> Activity
Among the records, how many lines carry the string "BTreeMap"? Give that number with nothing added.

> Records for the task
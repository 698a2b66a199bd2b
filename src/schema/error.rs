/// Errors raised by the schema registry
#[derive(Debug, Clone, PartialEq, thiserror::Error)]
pub enum SchemaError {
    /// A bundled schema document could not be parsed
    #[error("Failed to load schema {name}: {message}")]
    Load {
        /// Name of the schema document
        name: String,
        /// Parser error message
        message: String,
    },

    /// A schema document is internally inconsistent
    #[error("Invalid schema {name}: {message}")]
    Invalid {
        /// Name of the schema document
        name: String,
        /// Description of the problem
        message: String,
    },

    /// No schema is registered under this name
    #[error("No schema named {0}")]
    UnknownSchema(String),

    /// A document does not conform to its schema
    #[error("Schema validation failed at {path}: {message}")]
    Violation {
        /// Element path such as `/Devices/Device[2]/Type`
        path: String,
        /// Description of the violation
        message: String,
    },
}

impl SchemaError {
    pub(crate) fn violation(path: impl Into<String>, message: impl Into<String>) -> Self {
        SchemaError::Violation {
            path: path.into(),
            message: message.into(),
        }
    }
}
//! `AcqMethod.xml`: the acquisition method report.
//!
//! Besides the flat device list, the method report carries two embedded XML
//! documents as escaped text: one with configuration sections for RC devices
//! and one for SCIC devices. Each section is attached to the device it
//! configures; a section that matches no device is an error.

use std::collections::BTreeMap;
use std::path::Path;

use log::trace;
use serde::{Deserialize, Serialize};

use super::{required, text};
use crate::schema;
use crate::xml::{
    strtobool, tag_to_map, to_float, FromXml, ParseError, ParseOptions, ScalarValue,
    WindowsPath, XmlElement, XmlFile,
};

/// Key-value settings from one embedded configuration section
pub type Configuration = BTreeMap<String, ScalarValue>;

/// A device in an [`AcqMethod`]
#[derive(Debug, Clone, PartialEq, Serialize, Deserialize)]
pub struct Device {
    /// ID of the device, e.g. `HiP-ALS_1`
    pub device_id: String,
    /// Display name of the device
    pub display_name: String,
    /// Whether this is an RC device; otherwise it is an SCIC device
    pub rc_device: bool,
    /// Configuration sections attached to the device, in document order
    pub configuration: Vec<Configuration>,
}

impl Device {
    /// A device with no configuration
    pub fn new(
        device_id: impl Into<String>,
        display_name: impl Into<String>,
        rc_device: bool,
    ) -> Self {
        Self {
            device_id: device_id.into(),
            display_name: display_name.into(),
            rc_device,
            configuration: Vec::new(),
        }
    }
}

impl FromXml for Device {
    fn from_xml(element: &XmlElement) -> Result<Self, ParseError> {
        Ok(Self::new(
            required(element, "DeviceId", text)?,
            required(element, "DisplayName", text)?,
            required(element, "IsRCDevice", strtobool)?,
        ))
    }
}

/// The method used to acquire the data
#[derive(Debug, Clone, PartialEq, Serialize, Deserialize)]
pub struct AcqMethod {
    /// Version of the method report
    pub version: f64,
    /// Name of the method
    pub name: String,
    /// Original path of the method file
    pub filename: WindowsPath,
    /// Devices used to acquire the data
    pub devices: Vec<Device>,
}

impl AcqMethod {
    /// First device with the given ID
    pub fn get_device(&self, device_id: &str) -> Option<&Device> {
        self.devices.iter().find(|device| device.device_id == device_id)
    }
}

impl FromXml for AcqMethod {
    fn from_xml(element: &XmlElement) -> Result<Self, ParseError> {
        let report = element.require_child("MethodReport")?;
        let version = required(report, "Version", to_float)?;
        let name = required(report, "MethodName", text)?;
        let filename = WindowsPath::new(report.require_text("MethodPath")?);

        let rc_devices = XmlElement::parse_str(report.require_text("RCDevicesXml")?)?;
        let scic_devices = XmlElement::parse_str(report.require_text("SCICDevicesXml")?)?;

        let mut devices = element
            .children_named("Devices")
            .map(Device::from_xml)
            .collect::<Result<Vec<_>, _>>()?;

        for section in rc_devices.children_named("Section") {
            attach_rc_section(&mut devices, tag_to_map(section, &[]), section)?;
        }
        for section in scic_devices.children_named("SectionInfo") {
            attach_scic_section(&mut devices, tag_to_map(section, &[]), section)?;
        }

        Ok(Self {
            version,
            name,
            filename,
            devices,
        })
    }
}

impl XmlFile for AcqMethod {
    const FILE_NAME: &'static str = "AcqMethod.xml";
    const SCHEMA: Option<&'static str> = Some(schema::ACQ_METHOD);
}

/// Read `AcqMethod.xml` from the given `AcqData` directory
pub fn read_acq_method(dir: impl AsRef<Path>) -> Result<AcqMethod, ParseError> {
    AcqMethod::read_from_dir(dir, &ParseOptions::default())
}

// Sections are matched on their key's text as written, not its typed value.

// RC sections match on display name.
fn attach_rc_section(
    devices: &mut [Device],
    section: Configuration,
    element: &XmlElement,
) -> Result<(), ParseError> {
    let module = element.require_text("ModuleDisplayName")?;
    let device = devices
        .iter_mut()
        .find(|device| device.rc_device && device.display_name == module)
        .ok_or_else(|| ParseError::UnknownDevice(module.to_string()))?;
    trace!("RC section {:?} -> device {}", module, device.device_id);
    device.configuration.push(section);
    Ok(())
}

// SCIC sections match on the suffix of the device ID.
fn attach_scic_section(
    devices: &mut [Device],
    section: Configuration,
    element: &XmlElement,
) -> Result<(), ParseError> {
    let repeater = element.require_text("RepeaterID1")?;
    let Some(device) = devices
        .iter_mut()
        .find(|device| !device.rc_device && device.device_id.ends_with(repeater))
    else {
        let name = element.child_text("Name").unwrap_or(repeater);
        return Err(ParseError::UnknownDevice(name.to_string()));
    };
    trace!("SCIC section {:?} -> device {}", repeater, device.device_id);
    device.configuration.push(section);
    Ok(())
}
use std::path::{Path, PathBuf};

use super::MetadataError;
use crate::records::Contents;
use crate::xml::XmlFile;

/// Name of the folder holding the metadata files inside a run directory
pub const ACQ_DATA: &str = "AcqData";

/// Whether `path` is a run directory, i.e. a directory containing
/// `AcqData/Contents.xml`.
///
/// Returns `false` rather than an error for paths that do not exist.
pub fn is_datafile(path: impl AsRef<Path>) -> bool {
    let path = path.as_ref();
    path.is_dir() && path.join(ACQ_DATA).join(Contents::FILE_NAME).exists()
}

/// The `AcqData` folder of a run directory
pub fn acq_data_dir(path: impl AsRef<Path>) -> PathBuf {
    path.as_ref().join(ACQ_DATA)
}

/// Make `path` absolute against the working directory, creating its parent
/// directory when `mkdirs` is set and the parent does not exist yet.
///
/// The path is not canonicalized; symlinks and `..` components are kept.
pub fn prepare_filepath(path: impl AsRef<Path>, mkdirs: bool) -> Result<PathBuf, MetadataError> {
    let path = path.as_ref();
    let path = if path.is_absolute() {
        path.to_path_buf()
    } else {
        std::env::current_dir()
            .map_err(|source| MetadataError::Io {
                path: path.to_path_buf(),
                source,
            })?
            .join(path)
    };
    if mkdirs {
        if let Some(parent) = path.parent() {
            if !parent.as_os_str().is_empty() && !parent.is_dir() {
                std::fs::create_dir_all(parent).map_err(|source| MetadataError::Io {
                    path: parent.to_path_buf(),
                    source,
                })?;
            }
        }
    }
    Ok(path)
}
use std::collections::HashMap;
use std::fmt;

use serde::Deserialize;

use super::SchemaError;

/// Type of a leaf element or attribute value
#[derive(Debug, Clone, Copy, Default, PartialEq, Eq, Deserialize)]
#[serde(rename_all = "lowercase")]
pub enum ValueType {
    /// Any text
    #[default]
    String,
    /// Signed integer
    Int,
    /// Floating-point number
    Float,
    /// Vendor boolean (`-1` or a boolean word)
    Bool,
    /// ISO 8601 timestamp with offset
    Datetime,
    /// Element with its own rule, validated recursively
    Element,
}

impl fmt::Display for ValueType {
    fn fmt(&self, f: &mut fmt::Formatter<'_>) -> fmt::Result {
        let name = match self {
            ValueType::String => "string",
            ValueType::Int => "int",
            ValueType::Float => "float",
            ValueType::Bool => "bool",
            ValueType::Datetime => "datetime",
            ValueType::Element => "element",
        };
        f.write_str(name)
    }
}

fn one() -> u32 {
    1
}

fn yes() -> bool {
    true
}

/// Occurrence rule for a child element
#[derive(Debug, Clone, PartialEq, Deserialize)]
#[serde(deny_unknown_fields)]
pub struct ChildRule {
    /// Local name of the child
    pub name: String,
    /// Value type of the child
    #[serde(default, rename = "type")]
    pub value_type: ValueType,
    /// Minimum number of occurrences
    #[serde(default = "one")]
    pub min: u32,
    /// Maximum number of occurrences
    #[serde(default = "one")]
    pub max: u32,
    /// No upper bound on occurrences; overrides `max`
    #[serde(default)]
    pub unbounded: bool,
}

impl ChildRule {
    /// Whether more than one occurrence is allowed
    pub fn repeats(&self) -> bool {
        self.unbounded || self.max > 1
    }

    pub(crate) fn allows(&self, count: u32) -> bool {
        count >= self.min && (self.unbounded || count <= self.max)
    }
}

/// Rule for an attribute
#[derive(Debug, Clone, PartialEq, Deserialize)]
#[serde(deny_unknown_fields)]
pub struct AttributeRule {
    /// Local name of the attribute
    pub name: String,
    /// Value type of the attribute
    #[serde(default, rename = "type")]
    pub value_type: ValueType,
    /// Whether the attribute must be present
    #[serde(default = "yes")]
    pub required: bool,
}

/// Structure of one element
#[derive(Debug, Clone, Default, PartialEq, Deserialize)]
#[serde(deny_unknown_fields)]
pub struct ElementRule {
    /// Allow children not listed in `children`
    #[serde(default)]
    pub open: bool,
    /// Declared children
    #[serde(default)]
    pub children: Vec<ChildRule>,
    /// Declared attributes
    #[serde(default)]
    pub attributes: Vec<AttributeRule>,
}

impl ElementRule {
    /// Rule for the child with the given name
    pub fn child(&self, name: &str) -> Option<&ChildRule> {
        self.children.iter().find(|rule| rule.name == name)
    }
}

/// A structural schema for one metadata file
#[derive(Debug, Clone, PartialEq, Deserialize)]
#[serde(deny_unknown_fields)]
pub struct SchemaDocument {
    /// Expected local name of the root element
    pub root: String,
    /// Rules by element name
    #[serde(default)]
    pub elements: HashMap<String, ElementRule>,
}

impl SchemaDocument {
    /// Parse a schema document from TOML
    pub fn from_toml(name: &str, source: &str) -> Result<Self, SchemaError> {
        let document: SchemaDocument = toml::from_str(source).map_err(|e| SchemaError::Load {
            name: name.to_string(),
            message: e.to_string(),
        })?;
        document.check(name)?;
        Ok(document)
    }

    /// Rule for the element with the given name
    pub fn element(&self, name: &str) -> Option<&ElementRule> {
        self.elements.get(name)
    }

    fn check(&self, name: &str) -> Result<(), SchemaError> {
        let invalid = |message: String| SchemaError::Invalid {
            name: name.to_string(),
            message,
        };

        if !self.elements.contains_key(&self.root) {
            return Err(invalid(format!("no rule for root element {}", self.root)));
        }

        for (element_name, rule) in &self.elements {
            for child in &rule.children {
                if child.value_type == ValueType::Element
                    && !self.elements.contains_key(&child.name)
                {
                    return Err(invalid(format!(
                        "{} declares element child {} without a rule",
                        element_name, child.name
                    )));
                }
                if !child.unbounded && child.max < child.min {
                    return Err(invalid(format!(
                        "{}/{}: max is below min",
                        element_name, child.name
                    )));
                }
            }
            if rule
                .attributes
                .iter()
                .any(|attribute| attribute.value_type == ValueType::Element)
            {
                return Err(invalid(format!(
                    "{} declares an attribute of type element",
                    element_name
                )));
            }
        }

        Ok(())
    }
}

> Reply
2